In 1970, KXL-AM-FM switched to a middle of the road (MOR) format as "KXL-FM Stereo 95". Most large city FM stations by the 1970s could not fully simulcast their AM stations, but this rule did not apply to AM stations that were daytimers. KXL and KXL-FM continued this practice through 1974 when KXL-FM began airing a separate format.

On March 26, 1999, 95.5 FM became KXJM, with a successful rhythmic contemporary format that lasted until May 12, 2008, when it switched formats to sports. The KXJM call letters, hip-hop format and all other intellectual property were acquired by CBS Radio and moved to 107.5 FM.

The FCC had relaxed restrictions on its clear channel frequencies. With Portland 2,100 mi from Atlanta, KXL was allowed to broadcast around the clock, using a directional antenna powered at 20,000 watts at night.

=== Move KXL to FM 101.1 ===
In the early 2000s, KXL's news/talk format was becoming more popular. Management saw that some listeners wanted to hear its programming in clearer FM sound, so plans were made to switch KXL to the FM band.

KXL was bought by Alpha Broadcasting in 2009, along with sister station KXTG 95.5 FM. Alpha was headed by veteran radio executive Larry Wilson. At 8:47 a.m. on March 15, 2011, KXL started simulcasting on 101.1 FM, replacing the active rock format of KUFO. For two months, KXL's news/talk format was heard on both stations. Then at 4 p.m. on May 25, 2011, the 750 frequency switched from news/talk to sports, changing its branding to "750 The Game"; the format was moved from 95.5 FM, which became KBFF. On June 1, 2011, after 85 years as KXL, the station took on 95.5's former KXTG call sign to match "The Game" branding.

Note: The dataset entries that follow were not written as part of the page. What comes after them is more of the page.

//! Content profiles: sparse feature vectors for tracks and listeners.
//!
//! A profile maps feature keys to weights:
//!
//! | key               | weight              |
//! |-------------------|---------------------|
//! | `genre_<name>`    | 1.0 per genre (name lower-cased) |
//! | `artist_<name>`   | 1.0 per artist      |
//! | `duration_<bucket>` | 1.0               |
//! | `popularity`      | `ln(1 + play_count)` |
//!
//! Profiles are plain values rebuilt per request; nothing here is cached.

use crate::models::Track;
use std::collections::BTreeMap;

pub const POPULARITY_KEY: &str = "popularity";

#[must_use]
pub fn genre_key(name: &str) -> String {
    format!("genre_{}", name.trim().to_lowercase())
}

#[must_use]
pub fn artist_key(name: &str) -> String {
    format!("artist_{}", name.trim())
}

/// Sparse weighted feature map. Keys are kept ordered so that similarity
/// sums are evaluated in the same order regardless of argument order.
#[derive(Debug, Clone, Default, PartialEq)]
pub struct FeatureVector {
    weights: BTreeMap<String, f64>,
}

impl FeatureVector {
    #[must_use]
    pub fn new() -> Self {
        Self::default()
    }

    /// Adds `weight` to `key`, creating the entry if needed.
    pub fn add(&mut self, key: impl Into<String>, weight: f64) {
        *self.weights.entry(key.into()).or_insert(0.0) += weight;
    }

    #[must_use]
    pub fn get(&self, key: &str) -> f64 {
        self.weights.get(key).copied().unwrap_or(0.0)
    }

    #[must_use]
    pub fn is_empty(&self) -> bool {
        self.weights.is_empty()
    }

    #[must_use]
    pub fn len(&self) -> usize {
        self.weights.len()
    }

    pub fn iter(&self) -> impl Iterator<Item = (&str, f64)> {
        self.weights.iter().map(|(key, &weight)| (key.as_str(), weight))
    }

    #[must_use]
    pub fn total_weight(&self) -> f64 {
        self.weights.values().sum()
    }

    #[must_use]
    pub fn norm(&self) -> f64 {
        self.weights.values().map(|w| w * w).sum::<f64>().sqrt()
    }

    fn merge(&mut self, other: &FeatureVector) {
        for (key, weight) in other.iter() {
            self.add(key, weight);
        }
    }
}

impl<K: Into<String>> FromIterator<(K, f64)> for FeatureVector {
    fn from_iter<I: IntoIterator<Item = (K, f64)>>(iter: I) -> Self {
        let mut vector = Self::new();
        for (key, weight) in iter {
            vector.add(key, weight);
        }
        vector
    }
}

/// Feature vector of a single track.
#[must_use]
pub fn track_profile(track: &Track) -> FeatureVector {
    let mut profile = FeatureVector::new();

    for genre in track.genre_names() {
        profile.add(genre_key(genre), 1.0);
    }
    for artist in &track.artists {
        profile.add(artist_key(&artist.name), 1.0);
    }
    if let Some(bucket) = track.duration_bucket() {
        profile.add(format!("duration_{}", bucket.label()), 1.0);
    }

    #[allow(clippy::cast_precision_loss)]
    let popularity = (track.play_count as f64).ln_1p();
    if popularity > 0.0 {
        profile.add(POPULARITY_KEY, popularity);
    }

    profile
}

/// Aggregated taste of a listener: the L1-normalized sum of the profiles of
/// the given tracks. Returns an empty profile when there is no signal.
#[must_use]
pub fn user_profile<'a>(liked_tracks: impl IntoIterator<Item = &'a Track>) -> FeatureVector {
    let mut profile = FeatureVector::new();
    for track in liked_tracks {
        profile.merge(&track_profile(track));
    }
    normalize_l1(profile)
}

/// Synthetic profile made only of the given genre and artist names, used
/// for genre- and artist-seeded recommendations.
#[must_use]
pub fn seed_profile(genres: &[String], artists: &[String]) -> FeatureVector {
    genres
        .iter()
        .map(|name| (genre_key(name), 1.0))
        .chain(artists.iter().map(|name| (artist_key(name), 1.0)))
        .collect()
}

fn normalize_l1(profile: FeatureVector) -> FeatureVector {
    let total = profile.total_weight();
    if total <= 0.0 {
        return FeatureVector::new();
    }
    profile
        .iter()
        .map(|(key, weight)| (key.to_string(), weight / total))
        .collect()
}

/// Cosine similarity over the union of keys, missing weights read as zero.
/// Returns 0.0 when either vector has zero norm.
#[must_use]
pub fn cosine_similarity(a: &FeatureVector, b: &FeatureVector) -> f64 {
    let norm_a = a.norm();
    let norm_b = b.norm();
    if norm_a == 0.0 || norm_b == 0.0 {
        return 0.0;
    }

    // Only shared keys contribute; iterate the smaller map.
    let (small, large) = if a.len() <= b.len() { (a, b) } else { (b, a) };
    let dot: f64 = small.iter().map(|(key, weight)| weight * large.get(key)).sum();

    (dot / (norm_a * norm_b)).clamp(0.0, 1.0)
}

In 2013, KXTG switched affiliations from Fox Sports Radio to NBC Sports Radio. Fox Sports Radio is now on KPOJ, owned by iHeartMedia. In October 2015, KXTG switched affiliations from NBC Sports Radio to CBS Sports Radio. In 2024, CBS Sports Radio changed its name to the Infinity Sports Network.

=== FM translator ===
In July 2014, KXTG began simulcasting on FM translator K274AR 102.7 FM. On December 19, 2014, K274AR upgraded from 10 watts at 102.7 FM to 99 watts at 102.9 FM. On February 3, 2015, K274AR changed call letters to K275CH.

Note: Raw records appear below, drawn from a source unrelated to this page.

//! Content-based recommendations.
//!
//! Three modes share one ranking pass:
//! - taste mode ranks the catalog against the listener's aggregated profile,
//! - seed-track mode ranks it against a single track,
//! - seed-list mode ranks it against a synthetic genre or artist profile.

use crate::fallback::{FallbackProvider, Placeholder};
use crate::models::{RecommendationItem, Recommendations, Track, TrackId, UserId};
use crate::profile::{cosine_similarity, seed_profile, track_profile, user_profile, FeatureVector};
use crate::store::{InteractionStore, Stores, TrackCatalog};
use anyhow::Result;
use log::{debug, trace, warn};
use rayon::prelude::*;
use std::cmp::Ordering;
use std::collections::HashSet;
use std::sync::Arc;

pub const CONTENT_ALGORITHM: &str = "TF-IDF + Cosine Similarity";
pub const SIMILAR_TRACKS_ALGORITHM: &str = "Content Similarity";
pub const GENRE_ALGORITHM: &str = "Genre Similarity";
pub const ARTIST_ALGORITHM: &str = "Artist Similarity";

const CONTENT_CONFIDENCE: f64 = 0.8;
const SIMILAR_CONFIDENCE: f64 = 0.9;
const SEEDED_CONFIDENCE: f64 = 0.75;

/// Which id list a synthetic seed profile is built from.
#[derive(Debug, Clone, Copy, PartialEq, Eq)]
pub enum SeedKind {
    Genres,
    Artists,
}

impl SeedKind {
    const fn algorithm(self) -> &'static str {
        match self {
            Self::Genres => GENRE_ALGORITHM,
            Self::Artists => ARTIST_ALGORITHM,
        }
    }

    const fn reason(self) -> &'static str {
        match self {
            Self::Genres => "matches your selected genres",
            Self::Artists => "from artists you selected",
        }
    }
}

#[derive(Clone)]
pub struct ContentRecommender {
    catalog: Arc<dyn TrackCatalog>,
    interactions: Arc<dyn InteractionStore>,
    fallback: FallbackProvider,
}

impl ContentRecommender {
    #[must_use]
    pub fn new(stores: &Stores) -> Self {
        Self {
            catalog: stores.catalog.clone(),
            interactions: stores.interactions.clone(),
            fallback: FallbackProvider::new(stores.catalog.clone(), stores.interactions.clone()),
        }
    }

    /// Ranks active tracks by similarity to the listener's taste profile,
    /// built from interactions scoring at least `min_score`.
    ///
    /// Falls back to the popular list when the listener has no qualifying
    /// interactions or when nothing is left to rank.
    pub fn recommend_for_user(
        &self,
        user_id: UserId,
        min_score: f64,
        limit: usize,
        include_known: bool,
    ) -> Result<Recommendations> {
        let qualifying = self.interactions.qualifying_interactions(user_id, min_score)?;
        if qualifying.is_empty() {
            debug!("User {user_id} has no interactions scoring >= {min_score}, using popular tracks");
            return self.fallback.popular(limit, Placeholder::CONTENT);
        }

        let liked_ids: Vec<TrackId> = qualifying.iter().map(|i| i.track_id).collect();
        let liked = self.catalog.tracks(&liked_ids)?;
        let profile = user_profile(&liked);
        if profile.is_empty() {
            debug!("Taste profile of user {user_id} carries no features, using popular tracks");
            return self.fallback.popular(limit, Placeholder::CONTENT);
        }

        let known = if include_known {
            HashSet::new()
        } else {
            self.interactions.known_track_ids(user_id)?
        };
        let candidates: Vec<Track> = self
            .catalog
            .active_tracks()?
            .into_iter()
            .filter(|track| !known.contains(&track.id))
            .collect();

        let ranked = rank_by_similarity(&profile, candidates);
        if ranked.is_empty() {
            debug!("No candidate tracks left for user {user_id}, using popular tracks");
            return self.fallback.popular(limit, Placeholder::CONTENT);
        }

        debug!(
            "Content pass for user {user_id}: {} liked tracks, {} profile features, {} candidates",
            liked.len(),
            profile.len(),
            ranked.len()
        );

        let items = ranked
            .into_iter()
            .take(limit)
            .map(|(similarity, track)| {
                RecommendationItem::scored(
                    &track,
                    similarity,
                    CONTENT_CONFIDENCE,
                    "based on your music preferences",
                    track.tags(),
                )
            })
            .collect();
        Ok(Recommendations::new(items, CONTENT_ALGORITHM))
    }

    /// Ranks every other active track by similarity to one seed track.
    /// An unknown seed is a data gap and yields the popular list.
    pub fn similar_to(&self, seed_track_id: TrackId, limit: usize) -> Result<Recommendations> {
        let Some(seed) = self.catalog.track(seed_track_id)? else {
            warn!("Seed track {seed_track_id} not found, using popular tracks");
            return self.fallback.popular(limit, Placeholder::CONTENT);
        };

        let profile = track_profile(&seed);
        let candidates: Vec<Track> = self
            .catalog
            .active_tracks()?
            .into_iter()
            .filter(|track| track.id != seed.id)
            .collect();

        let ranked = rank_by_similarity(&profile, candidates);
        if ranked.is_empty() {
            return self.fallback.popular(limit, Placeholder::CONTENT);
        }

        let reason = format!("similar to {}", seed.title);
        let items = ranked
            .into_iter()
            .take(limit)
            .map(|(similarity, track)| {
                let mut tags = track.tags();
                if let Some(bucket) = track.duration_bucket() {
                    tags.push(bucket.label().to_string());
                }
                RecommendationItem::scored(&track, similarity, SIMILAR_CONFIDENCE, reason.as_str(), tags)
            })
            .collect();
        Ok(Recommendations::new(items, SIMILAR_TRACKS_ALGORITHM))
    }

    /// Ranks active tracks against a profile made only of the given genre or
    /// artist ids. Tracks sharing nothing with the seeds are dropped.
    ///
    /// Returns `None` when none of the ids resolve or when no eligible track
    /// shares a feature with them, leaving the choice of fallback to the
    /// caller.
    pub fn recommend_from_seeds(
        &self,
        kind: SeedKind,
        seed_ids: &[i64],
        exclude_known_for: Option<UserId>,
        limit: usize,
    ) -> Result<Option<Recommendations>> {
        let names = match kind {
            SeedKind::Genres => self.catalog.genre_names(seed_ids)?,
            SeedKind::Artists => self.catalog.artist_names(seed_ids)?,
        };
        if names.is_empty() {
            warn!("None of the {kind:?} seed ids {seed_ids:?} exist");
            return Ok(None);
        }

        let profile = match kind {
            SeedKind::Genres => seed_profile(&names, &[]),
            SeedKind::Artists => seed_profile(&[], &names),
        };
        let known = match exclude_known_for {
            Some(user_id) => self.interactions.known_track_ids(user_id)?,
            None => HashSet::new(),
        };
        let candidates: Vec<Track> = self
            .catalog
            .active_tracks()?
            .into_iter()
            .filter(|track| !known.contains(&track.id))
            .collect();

        let items = rank_by_similarity(&profile, candidates)
            .into_iter()
            .take_while(|(similarity, _)| *similarity > 0.0)
            .take(limit)
            .map(|(similarity, track)| {
                RecommendationItem::scored(&track, similarity, SEEDED_CONFIDENCE, kind.reason(), track.tags())
            })
            .collect::<Vec<_>>();

        if items.is_empty() {
            debug!("{kind:?} seeds {names:?} matched no eligible tracks");
            return Ok(None);
        }

        debug!("{kind:?} seeds {names:?} matched {} tracks", items.len());
        Ok(Some(Recommendations::new(items, kind.algorithm())))
    }
}

/// Scores every candidate against `profile` in parallel, then orders by
/// descending similarity. Candidates with equal similarity keep their
/// incoming order.
fn rank_by_similarity(profile: &FeatureVector, candidates: Vec<Track>) -> Vec<(f64, Track)> {
    let mut ranked: Vec<(f64, Track)> = candidates
        .into_par_iter()
        .map(|track| {
            let similarity = cosine_similarity(profile, &track_profile(&track));
            trace!("Track {} similarity {similarity:.4}", track.id);
            (similarity, track)
        })
        .collect();
    ranked.sort_by(|a, b| b.0.partial_cmp(&a.0).unwrap_or(Ordering::Equal));
    ranked
}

In August 2019, KXTG dropped its simulcast on the 102.9 FM translator frequency, due to a format change to hip hop music. KXTG's sports programming is now available on 750 AM, on the iHeartRadio platform and on the Alpha Media Player.

== Programming ==
KXTG is Portland’s flagship radio home of the Portland Timbers of Major League Soccer. It also carries Seattle Mariners baseball and broadcasts games from the NCAA March Madness tournament. The station served as the radio home of the Portland Steel (AFL) during the 2016 season.

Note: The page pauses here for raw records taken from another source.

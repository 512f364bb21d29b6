//! # Shell Completion Module
//!
//! Generates completion scripts through clap's completion system.
//!
//! ## Usage
//!
//! ```bash
//! # Generate bash completions
//! resonance completion bash > ~/.local/share/bash-completion/completions/resonance
//!
//! # Generate zsh completions
//! resonance completion zsh > ~/.config/zsh/completions/_resonance
//! ```

use crate::cli::Shell;
use clap::Command;
use clap_complete::{generate, Generator, Shell as CompletionShell};
use std::io::{self, Write};

/// Writes the completion script for `cmd` to `out`.
pub fn write_completions<G: Generator>(gen: G, cmd: &mut Command, out: &mut dyn Write) {
    let name = cmd.get_name().to_string();
    generate(gen, cmd, name, out);
}

/// Generate shell completions for the given shell on stdout
pub fn generate_completions<G: Generator>(gen: G, cmd: &mut Command) {
    write_completions(gen, cmd, &mut io::stdout());
}

/// Convert our Shell enum to clap_complete's Shell enum
#[must_use]
pub fn shell_to_completion_shell(shell: Shell) -> CompletionShell {
    match shell {
        Shell::Bash => CompletionShell::Bash,
        Shell::Zsh => CompletionShell::Zsh,
        Shell::Fish => CompletionShell::Fish,
        Shell::PowerShell => CompletionShell::PowerShell,
        Shell::Elvish => CompletionShell::Elvish,
    }
}

#[cfg(test)]
mod tests {
    use super::*;
    use crate::cli::Args;
    use clap::CommandFactory;

    #[test]
    fn test_bash_script_mentions_subcommands() {
        let mut cmd = Args::command();
        let mut out = Vec::new();
        write_completions(shell_to_completion_shell(Shell::Bash), &mut cmd, &mut out);

        let script = String::from_utf8(out).unwrap();
        assert!(script.contains("resonance"));
        assert!(script.contains("recommend"));
        assert!(script.contains("init-db"));
    }

    #[test]
    fn test_every_shell_generates_something() {
        for shell in [Shell::Bash, Shell::Zsh, Shell::Fish, Shell::PowerShell, Shell::Elvish] {
            let mut cmd = Args::command();
            let mut out = Vec::new();
            write_completions(shell_to_completion_shell(shell), &mut cmd, &mut out);
            assert!(!out.is_empty(), "{shell:?} produced an empty script");
        }
    }
}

John Canzano hosts The Bald Faced Truth weekday afternoons on KXTG; his show was the station’s inaugural sports program when the format launched on May 12, 2008, with guests including golfer Peter Jacobsen and then–U.S. Senator Barack Obama. In middays, the station airs nationally syndicated programming including The Dan Patrick Show and The Jim Rome Show, while network programming from the Infinity Sports Network and select shows from the BetMGM Network fill other weekday and weekend slots.

== Ownership history ==
From 1955 to 1998, KXL was owned and operated under Les Smith’s leadership; contemporaneous industry directories list Smith as licensee/owner during this period. After more than four decades of Smith’s stewardship, Rose City Radio, a company controlled by Portland Trail Blazers owner Paul Allen, acquired KXL and KXTG in 1998 in a deal reported at $42 million. In May 2009, Larry Wilson, the founder and former owner of Citadel Broadcasting, agreed to purchase KXL and KXTG from Rose City for approximately $11 million and organized the properties under newly formed Alpha Broadcasting (later part of Alpha Media). Alpha Media merged with Connoisseur Media on September 4, 2025.